__Directions__. Set down word for word the lines that begin the entries and run through the line containing "the current run.". Give nothing further.

--- Exercise data ---

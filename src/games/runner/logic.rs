//! Obstacle runner game logic.
//!
//! Everything time-driven is a named task on the session scheduler; `tick`
//! feeds it real elapsed time and handles tasks in due order until the run
//! ends.

use super::types::*;
use crate::core::constants::{
    CHARACTER_DUCKING_HEIGHT, CHARACTER_STANDING_HEIGHT, CHARACTER_WIDTH, CHARACTER_X,
    DISTANCE_PER_SAMPLE,
};
use crate::core::scheduler::Scheduler;
use rand::Rng;

/// Live statistics for the current run.
#[derive(Debug, Clone, Copy, Default, PartialEq)]
pub struct RunnerStats {
    pub distance: u32,
    pub jumps: u32,
    pub max_height: f64,
    /// `None` until the first sample.
    pub min_height: Option<f64>,
}

impl RunnerStats {
    fn sample_height(&mut self, height: f64) {
        self.max_height = self.max_height.max(height);
        self.min_height = Some(self.min_height.map_or(height, |m| m.min(height)));
    }

    fn to_record(self, timestamp: i64) -> ScoreRecord {
        ScoreRecord {
            distance: self.distance,
            jumps: self.jumps,
            max_height: round2(self.max_height),
            min_height: round2(self.min_height.unwrap_or(0.0)),
            timestamp,
        }
    }
}

/// A runner session.
#[derive(Debug, Clone)]
pub struct RunnerGame {
    pub skin: RunnerSkin,
    pub config: RunnerConfig,
    pub state: CharacterState,
    /// Running animation frame (0 or 1).
    pub animation_frame: u8,
    pub obstacle: Obstacle,
    pub stats: RunnerStats,
    pub scores: ScoreBook,
    pub game_over: bool,
    /// Record of the most recent finished run.
    pub last_record: Option<ScoreRecord>,
    duck_held: bool,
    jump_started_ms: Option<u64>,
    scheduler: Scheduler<RunnerTask>,
}

impl RunnerGame {
    pub fn new(skin: RunnerSkin, scores: ScoreBook) -> Self {
        Self::with_config(skin, RunnerConfig::default(), scores)
    }

    pub fn with_config(skin: RunnerSkin, config: RunnerConfig, scores: ScoreBook) -> Self {
        let mut game = Self {
            skin,
            config,
            state: CharacterState::Running,
            animation_frame: 0,
            obstacle: Obstacle::new(config.obstacle_start_x, ObstacleVariant::LargeCactus1),
            stats: RunnerStats::default(),
            scores,
            game_over: false,
            last_record: None,
            duck_held: false,
            jump_started_ms: None,
            scheduler: Scheduler::new(),
        };
        game.reset();
        game
    }

    /// Start a fresh run. History and high score are kept.
    pub fn reset(&mut self) {
        self.scheduler.cancel_all();
        self.stats = RunnerStats::default();
        self.obstacle = Obstacle::new(self.config.obstacle_start_x, ObstacleVariant::LargeCactus1);
        self.state = CharacterState::Running;
        self.animation_frame = 0;
        self.game_over = false;
        self.last_record = None;
        self.duck_held = false;
        self.jump_started_ms = None;

        let c = self.config;
        self.scheduler.every(RunnerTask::AdvanceObstacle, c.obstacle_advance_ms);
        self.scheduler.every(RunnerTask::CycleFrame, c.run_frame_ms);
        self.scheduler.every(RunnerTask::FlapFrame, c.flap_frame_ms);
        self.scheduler.every(RunnerTask::SampleDistance, c.distance_sample_ms);
        self.scheduler.every(RunnerTask::CheckCollision, c.collision_check_ms);

        tracing::info!(game = self.skin.title(), "run started");
    }

    pub fn is_duck_held(&self) -> bool {
        self.duck_held
    }

    /// Number of tasks currently scheduled.
    pub fn pending_tasks(&self) -> usize {
        self.scheduler.pending_count()
    }

    /// Height of the character's feet above the ground. Follows a fixed
    /// parabola over the jump duration.
    pub fn jump_offset(&self) -> f64 {
        let (CharacterState::Jumping, Some(start)) = (self.state, self.jump_started_ms) else {
            return 0.0;
        };
        let duration = self.config.jump_duration_ms.max(1) as f64;
        let elapsed = self.scheduler.now_ms().saturating_sub(start) as f64;
        let p = (elapsed / duration).clamp(0.0, 1.0);
        self.config.jump_peak_height * 4.0 * p * (1.0 - p)
    }

    pub fn character_bounds(&self) -> Rect {
        let height = if self.state == CharacterState::Ducking {
            CHARACTER_DUCKING_HEIGHT
        } else {
            CHARACTER_STANDING_HEIGHT
        };
        let bottom = self.jump_offset();
        Rect {
            left: CHARACTER_X,
            right: CHARACTER_X + CHARACTER_WIDTH,
            bottom,
            top: bottom + height,
        }
    }

    /// Start a jump. Returns false if one is already in progress or the run
    /// is over.
    pub fn handle_jump_input(&mut self) -> bool {
        if self.game_over || self.state == CharacterState::Jumping {
            return false;
        }
        self.stats.jumps += 1;
        self.state = CharacterState::Jumping;
        self.jump_started_ms = Some(self.scheduler.now_ms());
        self.scheduler.cancel_task(RunnerTask::EndJump);
        self.scheduler
            .after(RunnerTask::EndJump, self.config.jump_duration_ms);
        tracing::trace!(jumps = self.stats.jumps, "jump");
        true
    }

    /// Record the duck key state. Takes effect immediately unless jumping,
    /// otherwise when the jump lands.
    pub fn handle_duck_input(&mut self, pressed: bool) {
        if self.game_over {
            return;
        }
        self.duck_held = pressed;
        if self.state != CharacterState::Jumping {
            self.state = if pressed {
                CharacterState::Ducking
            } else {
                CharacterState::Running
            };
        }
    }

    /// Test the character against the obstacle. On a hit the run ends and the
    /// record is stored; later calls return `None`.
    pub fn check_collision(&mut self) -> Option<ScoreRecord> {
        if self.game_over {
            return None;
        }
        if !self.character_bounds().overlaps(&self.obstacle.bounds()) {
            return None;
        }
        Some(self.finish_run())
    }

    fn finish_run(&mut self) -> ScoreRecord {
        self.game_over = true;
        self.state = CharacterState::Dead;
        self.jump_started_ms = None;
        self.scheduler.cancel_all();

        let record = self.stats.to_record(chrono::Utc::now().timestamp());
        self.scores.record(record, self.config.history_cap);
        self.last_record = Some(record);
        tracing::info!(
            game = self.skin.title(),
            distance = record.distance,
            jumps = record.jumps,
            max_height = record.max_height,
            "run over"
        );
        record
    }

    /// Advance the session by `dt_ms` of real time (clamped).
    pub fn tick<R: Rng>(&mut self, dt_ms: u64, rng: &mut R) -> Vec<RunnerEvent> {
        let mut events = Vec::new();
        if self.game_over {
            return events;
        }
        let dt_ms = dt_ms.min(self.config.max_frame_ms);
        let deadline = self.scheduler.deadline(dt_ms);
        while let Some(task) = self.scheduler.pop_due(deadline) {
            if let Some(event) = self.run_task(task, rng) {
                events.push(event);
            }
            if self.game_over {
                break;
            }
        }
        events
    }

    fn run_task<R: Rng>(&mut self, task: RunnerTask, rng: &mut R) -> Option<RunnerEvent> {
        match task {
            RunnerTask::AdvanceObstacle => {
                self.obstacle.x -= self.config.obstacle_step;
                if self.obstacle.x < self.config.obstacle_respawn_x {
                    let variant = ObstacleVariant::random(rng, self.config.flying_spawn_chance);
                    self.obstacle = Obstacle::new(self.config.obstacle_start_x, variant);
                    tracing::debug!(?variant, "obstacle respawned");
                    return Some(RunnerEvent::ObstacleRespawned(variant));
                }
                None
            }
            RunnerTask::CycleFrame => {
                if matches!(self.state, CharacterState::Running | CharacterState::Ducking) {
                    self.animation_frame ^= 1;
                }
                None
            }
            RunnerTask::FlapFrame => {
                if self.obstacle.kind() == ObstacleKind::Flying {
                    self.obstacle.flap_frame ^= 1;
                }
                None
            }
            RunnerTask::SampleDistance => {
                self.stats.distance += DISTANCE_PER_SAMPLE;
                self.stats.sample_height(self.jump_offset());
                let milestone = self.config.distance_milestone;
                if milestone > 0 && self.stats.distance % milestone == 0 {
                    tracing::info!(distance = self.stats.distance, "distance milestone");
                    return Some(RunnerEvent::DistanceMilestone(self.stats.distance));
                }
                None
            }
            RunnerTask::CheckCollision => self.check_collision().map(RunnerEvent::GameOver),
            RunnerTask::EndJump => {
                // A reset or game over may have already ended the jump.
                if self.state == CharacterState::Jumping {
                    self.state = if self.duck_held {
                        CharacterState::Ducking
                    } else {
                        CharacterState::Running
                    };
                    self.jump_started_ms = None;
                }
                None
            }
        }
    }
}

/// Process an input on an active runner game.
pub fn process_input(game: &mut RunnerGame, input: RunnerInput) {
    match input {
        RunnerInput::Jump => {
            game.handle_jump_input();
        }
        RunnerInput::Duck(pressed) => game.handle_duck_input(pressed),
        RunnerInput::ToggleDuck => {
            let pressed = !game.is_duck_held();
            game.handle_duck_input(pressed);
        }
        RunnerInput::Restart => {
            if game.game_over {
                game.reset();
            }
        }
        RunnerInput::Other => {}
    }
}
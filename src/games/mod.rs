//! Arcade games: board games against a human or the computer, and runners.

pub mod board;
pub mod menu;
pub mod runner;

pub use board::{BoardEngine, BoardKind, PlayMode};
pub use menu::*;
pub use runner::{RunnerGame, RunnerSkin, ScoreStore};

/// A game listed in the arcade menu.
#[derive(Debug, Clone, Copy, PartialEq, Eq)]
pub enum GameType {
    TicTacToe,
    ConnectFour,
    DinoRun,
    BikeRun,
}

impl GameType {
    pub const ALL: [GameType; 4] = [
        GameType::TicTacToe,
        GameType::ConnectFour,
        GameType::DinoRun,
        GameType::BikeRun,
    ];

    pub fn name(&self) -> &'static str {
        match self {
            Self::TicTacToe => BoardKind::TicTacToe.name(),
            Self::ConnectFour => BoardKind::ConnectFour.name(),
            Self::DinoRun => RunnerSkin::Dino.title(),
            Self::BikeRun => RunnerSkin::Bike.title(),
        }
    }

    pub fn description(&self) -> &'static str {
        match self {
            Self::TicTacToe => "Three in a row on a 3x3 grid.",
            Self::ConnectFour => "Drop discs, connect four on a 6x7 grid.",
            Self::DinoRun => "Jump the cacti, duck the birds.",
            Self::BikeRun => "Same track, on two wheels.",
        }
    }

    /// Board games take a play mode; runners ignore it.
    pub fn uses_play_mode(&self) -> bool {
        matches!(self, Self::TicTacToe | Self::ConnectFour)
    }
}

/// The game currently on screen. Only one runs at a time.
#[derive(Debug, Clone)]
pub enum ActiveGame {
    Board(BoardEngine),
    Runner(RunnerGame),
}

/// Start a game, loading runner scores from `store`.
pub fn start_game(game_type: GameType, mode: PlayMode, store: &ScoreStore) -> ActiveGame {
    match game_type {
        GameType::TicTacToe => ActiveGame::Board(BoardEngine::new(BoardKind::TicTacToe, mode)),
        GameType::ConnectFour => ActiveGame::Board(BoardEngine::new(BoardKind::ConnectFour, mode)),
        GameType::DinoRun => start_runner(RunnerSkin::Dino, store),
        GameType::BikeRun => start_runner(RunnerSkin::Bike, store),
    }
}

fn start_runner(skin: RunnerSkin, store: &ScoreStore) -> ActiveGame {
    ActiveGame::Runner(RunnerGame::new(skin, store.load(skin)))
}
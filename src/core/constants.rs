// Frame loop
pub const FRAME_POLL_MS: u64 = 16; // ~60 FPS redraw/poll cadence
pub const MAX_FRAME_MS: u64 = 250; // dt clamp after a stall or suspend

// Board games: computer "thinking" delays
pub const TIC_TAC_TOE_THINK_MS: u64 = 500;
pub const CONNECT_FOUR_THINK_MS: u64 = 1000;

// Runner: task periods
pub const OBSTACLE_ADVANCE_MS: u64 = 30;
pub const RUN_FRAME_MS: u64 = 200;
pub const FLAP_FRAME_MS: u64 = 300;
pub const DISTANCE_SAMPLE_MS: u64 = 100;
pub const COLLISION_CHECK_MS: u64 = 100;
pub const JUMP_DURATION_MS: u64 = 700;

// Runner: obstacle slot
pub const OBSTACLE_START_X: f64 = 1000.0;
pub const OBSTACLE_STEP: f64 = 10.0;
pub const OBSTACLE_RESPAWN_X: f64 = -50.0;
pub const FLYING_SPAWN_CHANCE: f64 = 0.3;

// Runner: character geometry (world units, y up from the ground baseline)
pub const CHARACTER_X: f64 = 50.0;
pub const CHARACTER_WIDTH: f64 = 50.0;
pub const CHARACTER_STANDING_HEIGHT: f64 = 50.0;
pub const CHARACTER_DUCKING_HEIGHT: f64 = 35.0;
pub const JUMP_PEAK_HEIGHT: f64 = 120.0;

// Runner: obstacle geometry
pub const LARGE_CACTUS_SIZE: f64 = 50.0;
pub const SMALL_CACTUS_SIZE: f64 = 35.0;
pub const BIRD_WIDTH: f64 = 46.0;
pub const BIRD_HEIGHT: f64 = 40.0;
pub const BIRD_ELEVATION: f64 = 40.0; // above a ducking character, below a standing one

// Runner: scoring
pub const DISTANCE_PER_SAMPLE: u32 = 1;
pub const DISTANCE_MILESTONE: u32 = 100;
pub const SCORE_HISTORY_CAP: usize = 10;

// Visible world width used by the runner scene
pub const WORLD_WIDTH: f64 = 1000.0;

---

__Completed exercise__.
filename src/games/runner/logic.rs
//! Obstacle runner game logic.
//!
//! Everything time-driven is a named task on the session scheduler; `tick`
//! feeds it real elapsed time and handles tasks in due order until the run
//! ends.

use super::types::*;
use crate::core::constants::{
    CHARACTER_DUCKING_HEIGHT, CHARACTER_STANDING_HEIGHT, CHARACTER_WIDTH, CHARACTER_X,
    DISTANCE_PER_SAMPLE,
};
use crate::core::scheduler::Scheduler;
use rand::Rng;

/// Live statistics for the current run.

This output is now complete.